For the most part, he handles the balancing act quite efficiently, allowing the famous actors in bit parts (especially Tyrell as a meddling mother and Winfield as an aging observer) just enough room to make an impact, while giving the lesser well-known performers in leading roles plenty of reasons to demonstrate why they're getting more screen time.

Even the infuriatingly contented gay couple, Dwight (Gibbs Toldsdorf) and Diego (Chris Cleveland), who are dubbed the "Ozzie and Harriet" of this extended family, get a chance to redeem themselves. We first see these physically perfect boys having rambunctious sex while discussing a dinner menu they're planning, and they're such outrageous types that they're kind of endearing.

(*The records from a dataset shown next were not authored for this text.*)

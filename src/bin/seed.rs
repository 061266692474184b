/**
 * Seed Binary
 *
 * Drops and recreates every table in `DATABASE_URL`, then loads the
 * embedded sample users, events and posts. All sample users share the
 * password `password123`.
 */

use neighborly::backend::auth::PasswordHasher;
use neighborly::backend::seed::{seed, Fixtures};
use neighborly::backend::server::ServerConfig;
use neighborly::backend::store::SqliteStore;

#[tokio::main]
async fn main() -> Result<(), Box<dyn std::error::Error>> {
    dotenv::dotenv().ok();

    tracing_subscriber::fmt()
        .with_env_filter(
            tracing_subscriber::EnvFilter::try_from_default_env()
                .unwrap_or_else(|_| tracing_subscriber::EnvFilter::new("info")),
        )
        .init();

    let config = ServerConfig::from_env()?;
    let store = SqliteStore::connect(&config.database_url).await?;
    store.reset_schema().await?;

    let fixtures = Fixtures::embedded()?;
    let report = seed(&store, PasswordHasher::new(config.bcrypt_cost), &fixtures).await?;

    println!(
        "Data seeded successfully: {} users, {} events, {} posts",
        report.users, report.events, report.posts
    );
    Ok(())
}
/**
 * Router Configuration
 *
 * This module provides the main router creation function that combines
 * all route configurations into a single Axum router.
 *
 * # Route Order
 *
 * 1. Index page (`GET /`)
 * 2. API routes (auth, events, posts)
 * 3. Fallback handler (JSON 404)
 *
 * # Layers
 *
 * - `TraceLayer` - a tracing span per request
 * - `CorsLayer::permissive()` - every origin may call the API
 */

use axum::{routing::get, Router};
use tower_http::{cors::CorsLayer, trace::TraceLayer};

use crate::backend::routes::api_routes::configure_api_routes;
use crate::backend::routes::pages::{index, not_found};
use crate::backend::server::state::AppState;

/// Create the Axum router with all routes configured
///
/// # Arguments
///
/// * `app_state` - Store, token issuer and password hasher
///
/// # Returns
///
/// Configured Axum Router ready to serve requests
pub fn create_router(app_state: AppState) -> Router<()> {
    let router = Router::new().route("/", get(index));

    let router = configure_api_routes(router, &app_state);

    router
        .fallback(not_found)
        .layer(TraceLayer::new_for_http())
        .layer(CorsLayer::permissive())
        .with_state(app_state)
}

Yes, they do fit certain cliches about West Hollywood gym queens. No, that doesn't make them less than human. Much of "Relax" works that way.

The movie's biggest problem: Castellaneta's tendency to underline a New Agey "author's message." When he delivers it full force at the end, complete with happy tears at a beach at sunset, it feels like a commercial for cockeyed optimism.